§ **Try it**: Produce an exact copy of the lines from the line containing "impl From<String> for" through the last line of the listing below, both ends included, and nothing else.
Start of Block
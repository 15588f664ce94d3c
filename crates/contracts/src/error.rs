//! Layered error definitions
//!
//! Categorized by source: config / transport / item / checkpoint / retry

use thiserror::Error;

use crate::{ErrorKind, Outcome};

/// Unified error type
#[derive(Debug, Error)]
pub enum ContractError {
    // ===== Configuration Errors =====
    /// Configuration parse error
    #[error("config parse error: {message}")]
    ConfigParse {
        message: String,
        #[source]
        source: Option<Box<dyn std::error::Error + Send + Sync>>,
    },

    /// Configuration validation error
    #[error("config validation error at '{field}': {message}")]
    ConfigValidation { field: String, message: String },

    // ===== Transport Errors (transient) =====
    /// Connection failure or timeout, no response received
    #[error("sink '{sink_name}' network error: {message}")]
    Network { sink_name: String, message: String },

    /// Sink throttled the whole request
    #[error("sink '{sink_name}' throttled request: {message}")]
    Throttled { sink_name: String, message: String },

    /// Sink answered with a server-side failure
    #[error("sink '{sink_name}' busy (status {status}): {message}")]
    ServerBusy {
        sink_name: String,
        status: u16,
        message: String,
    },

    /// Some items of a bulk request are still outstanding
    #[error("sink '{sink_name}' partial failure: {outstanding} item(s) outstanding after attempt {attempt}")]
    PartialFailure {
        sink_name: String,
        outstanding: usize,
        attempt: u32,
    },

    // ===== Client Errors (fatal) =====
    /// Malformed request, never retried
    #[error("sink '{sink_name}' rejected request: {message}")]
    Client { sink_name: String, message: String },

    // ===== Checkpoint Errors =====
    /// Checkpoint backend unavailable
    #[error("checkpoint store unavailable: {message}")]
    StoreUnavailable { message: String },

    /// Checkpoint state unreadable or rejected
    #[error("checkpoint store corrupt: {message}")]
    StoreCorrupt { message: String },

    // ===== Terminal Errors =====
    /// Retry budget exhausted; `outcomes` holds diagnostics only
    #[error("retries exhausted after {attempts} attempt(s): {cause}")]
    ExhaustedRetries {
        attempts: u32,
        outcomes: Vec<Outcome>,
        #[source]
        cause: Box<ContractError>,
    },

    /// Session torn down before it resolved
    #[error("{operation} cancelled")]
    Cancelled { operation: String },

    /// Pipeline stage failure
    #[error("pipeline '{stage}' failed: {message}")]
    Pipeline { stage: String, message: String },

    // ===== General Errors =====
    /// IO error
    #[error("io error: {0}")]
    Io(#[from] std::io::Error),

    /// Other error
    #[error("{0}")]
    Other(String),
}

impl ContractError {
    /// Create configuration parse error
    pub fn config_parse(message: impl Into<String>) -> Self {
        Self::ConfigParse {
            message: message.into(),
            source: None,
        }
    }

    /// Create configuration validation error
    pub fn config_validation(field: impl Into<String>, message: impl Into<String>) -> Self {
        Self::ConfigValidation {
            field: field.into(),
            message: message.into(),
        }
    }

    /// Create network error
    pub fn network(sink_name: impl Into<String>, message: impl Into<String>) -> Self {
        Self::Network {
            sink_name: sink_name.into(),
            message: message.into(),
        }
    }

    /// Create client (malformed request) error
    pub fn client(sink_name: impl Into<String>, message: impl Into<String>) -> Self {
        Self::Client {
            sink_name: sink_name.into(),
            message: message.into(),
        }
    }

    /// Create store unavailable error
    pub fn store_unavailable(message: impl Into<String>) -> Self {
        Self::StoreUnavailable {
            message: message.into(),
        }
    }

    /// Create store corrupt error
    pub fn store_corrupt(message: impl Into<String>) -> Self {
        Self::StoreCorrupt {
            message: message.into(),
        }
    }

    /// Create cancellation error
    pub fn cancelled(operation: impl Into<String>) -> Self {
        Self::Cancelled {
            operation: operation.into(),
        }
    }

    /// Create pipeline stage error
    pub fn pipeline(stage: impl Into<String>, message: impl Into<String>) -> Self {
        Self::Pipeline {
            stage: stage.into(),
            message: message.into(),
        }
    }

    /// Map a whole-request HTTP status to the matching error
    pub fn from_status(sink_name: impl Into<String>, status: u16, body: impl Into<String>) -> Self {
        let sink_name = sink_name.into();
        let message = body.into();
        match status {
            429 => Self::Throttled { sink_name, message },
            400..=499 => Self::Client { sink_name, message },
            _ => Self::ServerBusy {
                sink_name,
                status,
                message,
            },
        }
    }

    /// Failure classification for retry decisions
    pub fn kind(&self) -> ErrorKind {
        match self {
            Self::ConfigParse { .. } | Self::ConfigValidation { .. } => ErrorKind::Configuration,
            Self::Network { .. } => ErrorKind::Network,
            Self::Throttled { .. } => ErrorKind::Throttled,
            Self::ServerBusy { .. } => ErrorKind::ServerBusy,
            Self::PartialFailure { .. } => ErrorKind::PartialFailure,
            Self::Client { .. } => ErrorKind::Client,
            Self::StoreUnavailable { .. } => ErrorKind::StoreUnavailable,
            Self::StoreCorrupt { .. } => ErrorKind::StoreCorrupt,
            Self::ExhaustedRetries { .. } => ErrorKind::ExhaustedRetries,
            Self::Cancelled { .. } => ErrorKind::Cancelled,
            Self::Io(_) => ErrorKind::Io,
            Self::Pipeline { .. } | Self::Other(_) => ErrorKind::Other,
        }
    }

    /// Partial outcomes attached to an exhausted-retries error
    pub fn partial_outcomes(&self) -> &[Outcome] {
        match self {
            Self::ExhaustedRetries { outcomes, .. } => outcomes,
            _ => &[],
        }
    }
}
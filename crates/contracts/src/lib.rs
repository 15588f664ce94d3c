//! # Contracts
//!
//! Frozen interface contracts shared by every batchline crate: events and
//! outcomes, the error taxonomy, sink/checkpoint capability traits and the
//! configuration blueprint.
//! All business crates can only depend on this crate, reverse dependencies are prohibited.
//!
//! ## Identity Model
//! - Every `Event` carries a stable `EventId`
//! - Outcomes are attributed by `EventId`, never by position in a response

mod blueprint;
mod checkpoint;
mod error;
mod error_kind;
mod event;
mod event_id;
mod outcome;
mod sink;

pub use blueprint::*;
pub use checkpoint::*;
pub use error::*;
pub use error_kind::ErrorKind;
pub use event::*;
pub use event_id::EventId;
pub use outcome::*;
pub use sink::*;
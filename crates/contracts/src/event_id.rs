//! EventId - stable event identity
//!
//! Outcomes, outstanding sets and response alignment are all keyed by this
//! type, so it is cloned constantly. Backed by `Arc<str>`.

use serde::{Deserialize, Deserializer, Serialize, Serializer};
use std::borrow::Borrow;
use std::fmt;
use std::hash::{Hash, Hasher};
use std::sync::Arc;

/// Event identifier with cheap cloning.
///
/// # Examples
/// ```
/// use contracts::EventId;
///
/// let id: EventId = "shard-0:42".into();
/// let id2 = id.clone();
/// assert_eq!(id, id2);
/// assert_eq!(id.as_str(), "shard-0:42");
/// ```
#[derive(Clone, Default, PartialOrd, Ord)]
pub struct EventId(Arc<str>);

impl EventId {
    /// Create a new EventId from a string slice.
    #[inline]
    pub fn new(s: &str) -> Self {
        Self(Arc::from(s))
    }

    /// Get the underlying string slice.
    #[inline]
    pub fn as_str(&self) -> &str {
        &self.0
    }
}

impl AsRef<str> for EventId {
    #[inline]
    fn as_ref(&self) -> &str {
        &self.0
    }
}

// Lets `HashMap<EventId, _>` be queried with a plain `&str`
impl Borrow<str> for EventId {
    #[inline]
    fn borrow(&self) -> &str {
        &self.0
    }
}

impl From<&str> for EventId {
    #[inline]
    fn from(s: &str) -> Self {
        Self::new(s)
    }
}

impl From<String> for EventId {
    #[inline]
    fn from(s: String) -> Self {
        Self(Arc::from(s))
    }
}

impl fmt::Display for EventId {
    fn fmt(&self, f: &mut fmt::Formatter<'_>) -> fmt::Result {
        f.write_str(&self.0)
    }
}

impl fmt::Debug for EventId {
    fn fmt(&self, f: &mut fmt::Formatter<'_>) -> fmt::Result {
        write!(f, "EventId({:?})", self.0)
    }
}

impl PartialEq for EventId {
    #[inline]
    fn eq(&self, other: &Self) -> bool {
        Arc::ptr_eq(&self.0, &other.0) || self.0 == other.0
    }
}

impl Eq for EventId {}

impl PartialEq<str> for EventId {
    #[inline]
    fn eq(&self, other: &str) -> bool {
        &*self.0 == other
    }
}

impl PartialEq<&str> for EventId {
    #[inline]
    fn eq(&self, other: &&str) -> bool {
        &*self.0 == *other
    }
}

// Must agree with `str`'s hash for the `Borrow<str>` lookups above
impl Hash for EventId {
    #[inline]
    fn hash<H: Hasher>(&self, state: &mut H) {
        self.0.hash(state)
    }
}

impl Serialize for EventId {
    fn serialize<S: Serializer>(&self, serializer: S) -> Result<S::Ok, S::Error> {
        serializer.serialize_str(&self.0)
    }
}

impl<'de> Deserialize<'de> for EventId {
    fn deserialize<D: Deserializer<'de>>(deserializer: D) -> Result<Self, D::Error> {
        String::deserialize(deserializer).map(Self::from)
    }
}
End of Block
§ **Output**:
impl From<String> for EventId {
    #[inline]
    fn from(s: String) -> Self {
        Self(Arc::from(s))
    }
}

impl fmt::Display for EventId {
    fn fmt(&self, f: &mut fmt::Formatter<'_>) -> fmt::Result {
        f.write_str(&self.0)
    }
}

impl fmt::Debug for EventId {
    fn fmt(&self, f: &mut fmt::Formatter<'_>) -> fmt::Result {
        write!(f, "EventId({:?})", self.0)
    }
}

impl PartialEq for EventId {
    #[inline]
    fn eq(&self, other: &Self) -> bool {
        Arc::ptr_eq(&self.0, &other.0) || self.0 == other.0
    }
}

impl Eq for EventId {}

impl PartialEq<str> for EventId {
    #[inline]
    fn eq(&self, other: &str) -> bool {
        &*self.0 == other
    }
}

impl PartialEq<&str> for EventId {
    #[inline]
    fn eq(&self, other: &&str) -> bool {
        &*self.0 == *other
    }
}

// Must agree with `str`'s hash for the `Borrow<str>` lookups above
impl Hash for EventId {
    #[inline]
    fn hash<H: Hasher>(&self, state: &mut H) {
        self.0.hash(state)
    }
}

impl Serialize for EventId {
    fn serialize<S: Serializer>(&self, serializer: S) -> Result<S::Ok, S::Error> {
        serializer.serialize_str(&self.0)
    }
}

impl<'de> Deserialize<'de> for EventId {
    fn deserialize<D: Deserializer<'de>>(deserializer: D) -> Result<Self, D::Error> {
        String::deserialize(deserializer).map(Self::from)
    }
}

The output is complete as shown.